Another thing the attackers did have access to was the account database used for the developer section of the site. That database includes the passwords, and they’ve allegedly not been salted. This, however, doesn’t pose a problem for me either:
- I’m using random, long passwords for such sites. Therefore it’s irrelevant whether or not the passwords have been salted as rainbow attacks (the use of pre-computed tables containing the cleartext passwords and their hashed checksums) aren’t effective against randomly generated passwords.
- Even more important is that I don’t re-use passwords on other sites. So even if someone was able to determine the cleartext version of my FossHub password it won’t do them any good as it cannot be used to gain entry to any other service I’m using.
There are two things Windows users can do to verify that the binaries they’ve downloaded from FossHub are clean. The first is to verify its SHA-1 and SHA-512 checksums. I provide both checksums on my own server, and they’re always linked to from the download page: SHA1 checksums for 9.3.1, SHA512 checksums. Checksums for other versions can be queried by replacing the version number 9.3.1 in the URL with the one you’re interested in.
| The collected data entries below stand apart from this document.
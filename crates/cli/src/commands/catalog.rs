//! Fixture catalog server.
//!
//! Serves `/products`, `/products/{id}` and `/stock/{id}` from a JSON
//! fixture file - the development stand-in for a real catalog service.
//! The storefront points at it through `CATALOG_API_URL`.

use std::net::{IpAddr, SocketAddr};
use std::path::Path;
use std::sync::Arc;

use axum::{
    Json, Router,
    extract::{Path as PathParam, State},
    http::StatusCode,
    routing::get,
};
use serde::Deserialize;

use rocketshoes_core::{Product, ProductId, Stock};

/// Demo inventory loaded from the fixture file.
#[derive(Debug, Clone, Deserialize)]
pub struct CatalogFixture {
    pub products: Vec<Product>,
    pub stock: Vec<Stock>,
}

impl CatalogFixture {
    /// Load a fixture from a JSON file.
    ///
    /// # Errors
    ///
    /// Returns an error if the file cannot be read or parsed.
    pub fn from_file(path: &Path) -> Result<Self, Box<dyn std::error::Error>> {
        let raw = std::fs::read_to_string(path)?;
        Ok(serde_json::from_str(&raw)?)
    }
}

/// Build the fixture catalog router.
#[must_use]
pub fn router(fixture: CatalogFixture) -> Router {
    Router::new()
        .route("/products", get(products))
        .route("/products/{id}", get(product))
        .route("/stock/{id}", get(stock))
        .with_state(Arc::new(fixture))
}

/// Serve the fixture catalog until interrupted.
///
/// # Errors
///
/// Returns an error if the fixture cannot be loaded or the listener
/// cannot be bound.
pub async fn serve(
    host: IpAddr,
    port: u16,
    fixture_path: &Path,
) -> Result<(), Box<dyn std::error::Error>> {
    let fixture = CatalogFixture::from_file(fixture_path)?;
    tracing::info!(
        products = fixture.products.len(),
        fixture = %fixture_path.display(),
        "catalog fixture loaded"
    );

    let addr = SocketAddr::new(host, port);
    let listener = tokio::net::TcpListener::bind(addr).await?;
    tracing::info!("catalog fixture listening on {addr}");

    axum::serve(listener, router(fixture)).await?;
    Ok(())
}

async fn products(State(fixture): State<Arc<CatalogFixture>>) -> Json<Vec<Product>> {
    Json(fixture.products.clone())
}

async fn product(
    State(fixture): State<Arc<CatalogFixture>>,
    PathParam(id): PathParam<i64>,
) -> Result<Json<Product>, StatusCode> {
    let id = ProductId::new(id);
    fixture
        .products
        .iter()
        .find(|p| p.id == id)
        .cloned()
        .map(Json)
        .ok_or(StatusCode::NOT_FOUND)
}

async fn stock(
    State(fixture): State<Arc<CatalogFixture>>,
    PathParam(id): PathParam<i64>,
) -> Result<Json<Stock>, StatusCode> {
    let id = ProductId::new(id);
    fixture
        .stock
        .iter()
        .find(|s| s.id == id)
        .copied()
        .map(Json)
        .ok_or(StatusCode::NOT_FOUND)
}
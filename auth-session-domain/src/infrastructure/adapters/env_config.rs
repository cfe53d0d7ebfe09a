use crate::application::ports::{
    AppConfig, ConfigurationPort, LockoutConfig, LoggingConfig, RiskConfig,
};
use crate::domain::errors::DomainResult;

/// Environment-based configuration adapter
pub struct EnvConfigurationAdapter {
    config: AppConfig,
}

impl EnvConfigurationAdapter {
    pub fn new() -> DomainResult<Self> {
        let config = AppConfig::from_env()?;
        Ok(Self { config })
    }

    /// Wrap an already assembled configuration after validating it
    pub fn from_config(config: AppConfig) -> DomainResult<Self> {
        config.validate()?;
        Ok(Self { config })
    }

    pub fn config(&self) -> &AppConfig {
        &self.config
    }
}

impl ConfigurationPort for EnvConfigurationAdapter {
    fn get_lockout_config(&self) -> &LockoutConfig {
        &self.config.lockout
    }

    fn get_risk_config(&self) -> &RiskConfig {
        &self.config.risk
    }

    fn get_logging_config(&self) -> &LoggingConfig {
        &self.config.logging
    }

    fn validate(&self) -> DomainResult<()> {
        self.config.validate()
    }

    fn is_development(&self) -> bool {
        self.config.is_development()
    }

    fn is_test(&self) -> bool {
        self.config.is_test()
    }
}
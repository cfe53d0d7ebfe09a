pub mod commands;
pub mod ports;
pub mod services;
use crate::application::ports::{DomainEvent, EventError, EventPublisher};
use async_trait::async_trait;
use tokio::sync::mpsc;
use tracing::{debug, info};

/// Publishes lockout events onto an in-process channel.
///
/// The receiving half is handed back from [`MemoryEventPublisher::new`];
/// dropping it makes every later publish fail.
pub struct MemoryEventPublisher {
    sender: mpsc::UnboundedSender<DomainEvent>,
}

impl MemoryEventPublisher {
    pub fn new() -> (Self, mpsc::UnboundedReceiver<DomainEvent>) {
        let (sender, receiver) = mpsc::unbounded_channel();
        (Self { sender }, receiver)
    }
}

#[async_trait]
impl EventPublisher for MemoryEventPublisher {
    async fn publish(&self, event: DomainEvent) -> Result<(), EventError> {
        info!(
            "Publishing {} for session {}",
            event.event_type, event.aggregate_id
        );

        self.sender
            .send(event)
            .map_err(|e| EventError::PublishFailed {
                message: format!("Event channel closed: {e}"),
            })
    }

    async fn publish_batch(&self, events: Vec<DomainEvent>) -> Result<(), EventError> {
        debug!("Publishing batch of {} events", events.len());

        for event in events {
            self.publish(event).await?;
        }
        Ok(())
    }

    async fn flush(&self) -> Result<(), EventError> {
        Ok(())
    }
}

#[cfg(test)]
mod tests {
    use super::*;
    use crate::application::ports::{AggregateType, EventData, EventType};
    use chrono::Utc;

    fn unlocked_event() -> DomainEvent {
        DomainEvent::new(
            EventType::AccountUnlocked,
            "session-1".to_string(),
            AggregateType::AuthenticationSession,
            Utc::now(),
            EventData::AccountUnlocked {
                session_id: "session-1".to_string(),
                user_id: "user123".to_string(),
            },
        )
    }

    #[tokio::test]
    async fn batch_arrives_in_order() {
        let (publisher, mut receiver) = MemoryEventPublisher::new();
        let first = unlocked_event();
        let second = unlocked_event();

        publisher
            .publish_batch(vec![first.clone(), second.clone()])
            .await
            .unwrap();

        assert_eq!(receiver.recv().await.unwrap().id, first.id);
        assert_eq!(receiver.recv().await.unwrap().id, second.id);
    }

    #[tokio::test]
    async fn closed_channel_fails_publish() {
        let (publisher, receiver) = MemoryEventPublisher::new();
        drop(receiver);

        let result = publisher.publish(unlocked_event()).await;
        assert!(matches!(result, Err(EventError::PublishFailed { .. })));
    }
}
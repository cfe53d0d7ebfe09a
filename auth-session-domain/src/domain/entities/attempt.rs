use super::client_ip::ClientIp;
use super::common::require_user_id;
use super::risk::{RiskLevel, RiskScoring};
use crate::domain::errors::DomainResult;
use chrono::{DateTime, Utc};
use serde::{Deserialize, Serialize};

/// Immutable record of one login attempt
#[derive(Debug, Clone, PartialEq, Eq, Serialize, Deserialize)]
pub struct AuthenticationAttempt {
    user_id: String,
    attempted_at: DateTime<Utc>,
    successful: bool,
    client_ip: ClientIp,
    risk_level: RiskLevel,
}

impl AuthenticationAttempt {
    pub fn create(
        user_id: &str,
        attempted_at: DateTime<Utc>,
        successful: bool,
        client_ip: ClientIp,
        risk_level: RiskLevel,
    ) -> DomainResult<Self> {
        require_user_id(user_id)?;

        Ok(Self {
            user_id: user_id.to_string(),
            attempted_at,
            successful,
            client_ip,
            risk_level,
        })
    }

    pub fn user_id(&self) -> &str {
        &self.user_id
    }

    pub fn attempted_at(&self) -> DateTime<Utc> {
        self.attempted_at
    }

    pub fn is_successful(&self) -> bool {
        self.successful
    }

    pub fn is_failed(&self) -> bool {
        !self.successful
    }

    pub fn client_ip(&self) -> &ClientIp {
        &self.client_ip
    }

    pub fn risk_level(&self) -> &RiskLevel {
        &self.risk_level
    }

    /// Inclusive: an attempt exactly at `window_start` is inside the window.
    pub fn is_within_time_window(&self, window_start: DateTime<Utc>) -> bool {
        self.attempted_at >= window_start
    }

    pub fn is_from_same_source(&self, other: &ClientIp) -> bool {
        &self.client_ip == other
    }

    /// Risk score with the default failure penalty
    pub fn calculate_risk_score(&self) -> u32 {
        self.calculate_risk_score_with(&RiskScoring::default())
    }

    /// Risk level score, plus `failure_penalty` when the attempt failed.
    ///
    /// The result is not clamped to 100 so a failed attempt always outscores
    /// a successful one carrying the same risk level.
    pub fn calculate_risk_score_with(&self, scoring: &RiskScoring) -> u32 {
        let base = u32::from(self.risk_level.score());
        if self.successful {
            base
        } else {
            base + u32::from(scoring.failure_penalty)
        }
    }
}
use crate::domain::{
    entities::{AuthenticationSession, SessionId},
    errors::DomainResult,
};
use async_trait::async_trait;

/// Persistence port for authentication session aggregates.
///
/// Callers load, mutate and save one session at a time. Within a process the
/// session service serializes writers per session id; `save` itself is a
/// plain upsert.
#[async_trait]
pub trait SessionRepository: Send + Sync {
    async fn find_by_id(&self, session_id: &SessionId)
        -> DomainResult<Option<AuthenticationSession>>;

    /// Most recently active session for a user
    async fn find_by_user_id(&self, user_id: &str) -> DomainResult<Option<AuthenticationSession>>;

    /// Insert or replace the session
    async fn save(&self, session: &AuthenticationSession) -> DomainResult<()>;

    async fn delete(&self, session_id: &SessionId) -> DomainResult<()>;

    async fn count(&self) -> DomainResult<usize>;
}
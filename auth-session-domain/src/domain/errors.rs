use chrono::{DateTime, Utc};
use thiserror::Error;

/// Domain-specific errors for authentication session operations
#[derive(Error, Debug, Clone, PartialEq, Eq)]
pub enum DomainError {
    /// Malformed or missing input. The message is surfaced verbatim.
    #[error("{message}")]
    InvalidArgument { message: String },

    #[error("Invalid {kind} format: {value}")]
    InvalidFormat { kind: String, value: String },

    /// Reserved for operations invoked in a state where they make no sense.
    #[error("Invalid state: {message}")]
    InvalidState { message: String },

    #[error("Authentication session not found: {session_id}")]
    SessionNotFound { session_id: String },

    #[error("Account for user {user_id} is locked until {locked_until}")]
    AccountLocked {
        user_id: String,
        locked_until: DateTime<Utc>,
    },

    #[error("Authentication failed: {reason}")]
    AuthenticationFailed { reason: String },

    #[error("Configuration error: {message}")]
    Configuration { message: String },

    #[error("External service error: {service} - {message}")]
    ExternalService { service: String, message: String },
}

impl DomainError {
    pub fn invalid_argument(message: impl Into<String>) -> Self {
        DomainError::InvalidArgument {
            message: message.into(),
        }
    }

    pub fn invalid_format(kind: impl Into<String>, value: impl Into<String>) -> Self {
        DomainError::InvalidFormat {
            kind: kind.into(),
            value: value.into(),
        }
    }

    /// True for input validation failures of either flavour
    pub fn is_validation(&self) -> bool {
        matches!(
            self,
            DomainError::InvalidArgument { .. } | DomainError::InvalidFormat { .. }
        )
    }
}

/// Result type for domain operations
pub type DomainResult<T> = Result<T, DomainError>;

/// Token issuer errors
#[derive(Error, Debug)]
pub enum TokenError {
    #[error("Invalid credentials")]
    InvalidCredentials,

    #[error("Token issuance failed: {reason}")]
    IssuanceFailed { reason: String },

    #[error("Token refresh failed: {reason}")]
    RefreshFailed { reason: String },

    #[error("Token validation failed: {reason}")]
    ValidationFailed { reason: String },

    #[error("Token provider unavailable: {message}")]
    ProviderUnavailable { message: String },
}

impl From<TokenError> for DomainError {
    fn from(err: TokenError) -> Self {
        match err {
            TokenError::InvalidCredentials => DomainError::AuthenticationFailed {
                reason: "Invalid credentials".to_string(),
            },
            TokenError::IssuanceFailed { reason } => DomainError::AuthenticationFailed { reason },
            TokenError::RefreshFailed { reason } => DomainError::AuthenticationFailed { reason },
            TokenError::ValidationFailed { reason } => DomainError::AuthenticationFailed { reason },
            TokenError::ProviderUnavailable { message } => DomainError::ExternalService {
                service: "token-issuer".to_string(),
                message,
            },
        }
    }
}

/// Repository-specific errors
#[derive(Error, Debug)]
pub enum RepositoryError {
    #[error("Connection failed: {message}")]
    ConnectionFailed { message: String },

    #[error("Query failed: {query} - {message}")]
    QueryFailed { query: String, message: String },

    #[error("Serialization failed: {message}")]
    SerializationFailed { message: String },

    #[error("Timeout after {seconds} seconds")]
    Timeout { seconds: u64 },
}

impl From<RepositoryError> for DomainError {
    fn from(err: RepositoryError) -> Self {
        let message = match err {
            RepositoryError::ConnectionFailed { message } => message,
            RepositoryError::QueryFailed { query, message } => format!("{query}: {message}"),
            RepositoryError::SerializationFailed { message } => message,
            RepositoryError::Timeout { seconds } => {
                format!("Request timed out after {seconds} seconds")
            }
        };
        DomainError::ExternalService {
            service: "session-store".to_string(),
            message,
        }
    }
}

/// Configuration-specific errors
#[derive(Error, Debug)]
pub enum ConfigError {
    #[error("Missing required configuration: {key}")]
    MissingRequired { key: String },

    #[error("Invalid configuration value for {key}: {message}")]
    InvalidValue { key: String, message: String },
}

impl From<ConfigError> for DomainError {
    fn from(err: ConfigError) -> Self {
        match err {
            ConfigError::MissingRequired { key } => DomainError::Configuration {
                message: format!("Missing required configuration: {key}"),
            },
            ConfigError::InvalidValue { key, message } => DomainError::Configuration {
                message: format!("Invalid value for {key}: {message}"),
            },
        }
    }
}
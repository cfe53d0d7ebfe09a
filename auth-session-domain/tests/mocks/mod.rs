#![allow(dead_code)]

use async_trait::async_trait;
use auth_session_domain::{
    application::ports::{
        AuthToken, DomainEvent, EventError, EventPublisher, SessionRepository, TokenClaims,
        TokenIssuer, TokenRequest,
    },
    domain::{
        entities::{AuthenticationSession, SessionId},
        errors::{DomainResult, RepositoryError, TokenError},
    },
};
use chrono::{Duration, Utc};
use std::collections::HashMap;
use std::sync::{Arc, Mutex};

/// Mock repository with switchable failures
#[derive(Default)]
pub struct MockSessionRepository {
    pub sessions: Arc<Mutex<HashMap<SessionId, AuthenticationSession>>>,
    pub save_calls: Arc<Mutex<u32>>,
    pub should_fail: Arc<Mutex<bool>>,
}

impl MockSessionRepository {
    pub fn new() -> Self {
        Self::default()
    }

    pub fn set_should_fail(&self, should_fail: bool) {
        *self.should_fail.lock().unwrap() = should_fail;
    }

    pub fn save_calls(&self) -> u32 {
        *self.save_calls.lock().unwrap()
    }

    fn check_should_fail(&self) -> DomainResult<()> {
        if *self.should_fail.lock().unwrap() {
            Err(RepositoryError::ConnectionFailed {
                message: "Mock failure enabled".to_string(),
            }
            .into())
        } else {
            Ok(())
        }
    }
}

#[async_trait]
impl SessionRepository for MockSessionRepository {
    async fn find_by_id(
        &self,
        session_id: &SessionId,
    ) -> DomainResult<Option<AuthenticationSession>> {
        self.check_should_fail()?;
        Ok(self.sessions.lock().unwrap().get(session_id).cloned())
    }

    async fn find_by_user_id(&self, user_id: &str) -> DomainResult<Option<AuthenticationSession>> {
        self.check_should_fail()?;
        Ok(self
            .sessions
            .lock()
            .unwrap()
            .values()
            .find(|session| session.user_id() == user_id)
            .cloned())
    }

    async fn save(&self, session: &AuthenticationSession) -> DomainResult<()> {
        self.check_should_fail()?;
        *self.save_calls.lock().unwrap() += 1;
        self.sessions
            .lock()
            .unwrap()
            .insert(*session.session_id(), session.clone());
        Ok(())
    }

    async fn delete(&self, session_id: &SessionId) -> DomainResult<()> {
        self.check_should_fail()?;
        self.sessions.lock().unwrap().remove(session_id);
        Ok(())
    }

    async fn count(&self) -> DomainResult<usize> {
        self.check_should_fail()?;
        Ok(self.sessions.lock().unwrap().len())
    }
}

/// Publisher that records everything it is given
#[derive(Default)]
pub struct RecordingEventPublisher {
    pub events: Arc<Mutex<Vec<DomainEvent>>>,
    pub should_fail: Arc<Mutex<bool>>,
}

impl RecordingEventPublisher {
    pub fn new() -> Self {
        Self::default()
    }

    pub fn set_should_fail(&self, should_fail: bool) {
        *self.should_fail.lock().unwrap() = should_fail;
    }

    pub fn published(&self) -> Vec<DomainEvent> {
        self.events.lock().unwrap().clone()
    }
}

#[async_trait]
impl EventPublisher for RecordingEventPublisher {
    async fn publish(&self, event: DomainEvent) -> Result<(), EventError> {
        if *self.should_fail.lock().unwrap() {
            return Err(EventError::PublishFailed {
                message: "Mock failure enabled".to_string(),
            });
        }
        self.events.lock().unwrap().push(event);
        Ok(())
    }

    async fn publish_batch(&self, events: Vec<DomainEvent>) -> Result<(), EventError> {
        for event in events {
            self.publish(event).await?;
        }
        Ok(())
    }

    async fn flush(&self) -> Result<(), EventError> {
        Ok(())
    }
}

/// Token issuer that accepts a single secret and counts calls
pub struct MockTokenIssuer {
    pub accepted_secret: String,
    pub calls: Arc<Mutex<u32>>,
}

impl MockTokenIssuer {
    pub fn new(accepted_secret: &str) -> Self {
        Self {
            accepted_secret: accepted_secret.to_string(),
            calls: Arc::new(Mutex::new(0)),
        }
    }

    pub fn calls(&self) -> u32 {
        *self.calls.lock().unwrap()
    }

    fn bump(&self) {
        *self.calls.lock().unwrap() += 1;
    }
}

#[async_trait]
impl TokenIssuer for MockTokenIssuer {
    async fn issue(&self, request: &TokenRequest) -> Result<AuthToken, TokenError> {
        self.bump();
        if request.secret != self.accepted_secret {
            return Err(TokenError::InvalidCredentials);
        }
        Ok(AuthToken::new(
            format!("access-{}", request.user_id),
            Utc::now(),
            300,
            Some(format!("refresh-{}", request.user_id)),
        ))
    }

    async fn validate(&self, access_token: &str) -> Result<TokenClaims, TokenError> {
        self.bump();
        let subject = access_token
            .strip_prefix("access-")
            .ok_or_else(|| TokenError::ValidationFailed {
                reason: "Unknown token".to_string(),
            })?;
        Ok(TokenClaims {
            subject: subject.to_string(),
            expires_at: Utc::now() + Duration::seconds(300),
            scope: None,
        })
    }

    async fn refresh(&self, refresh_token: &str) -> Result<AuthToken, TokenError> {
        self.bump();
        let subject = refresh_token
            .strip_prefix("refresh-")
            .ok_or_else(|| TokenError::RefreshFailed {
                reason: "Unknown refresh token".to_string(),
            })?;
        Ok(AuthToken::new(
            format!("access-{subject}"),
            Utc::now(),
            300,
            Some(refresh_token.to_string()),
        ))
    }
}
The second thing is to check that the executables (both the installer’s executable as well as the ones for the actual tools) are signed by the right certificate. I’m using a certificate signed by StartSSL (StartCom) (“CN = StartCom Class 2 Object CA, OU = StartCom Certification Authority, O = StartCom Ltd., C = IL”). My current certificate’s serial number is 5a:d8:f8:75:9a:c3:46:ae:8b:ec:99:15:eb:b5:5d:04 and its SHA1 fingerprint is 48:13:1B:5D:41:63:12:07:D2:86:20:6C:28:F3:78:C8:06:6F:34:AA, though those two values are subject to change when the certificate will be renewed in 2018.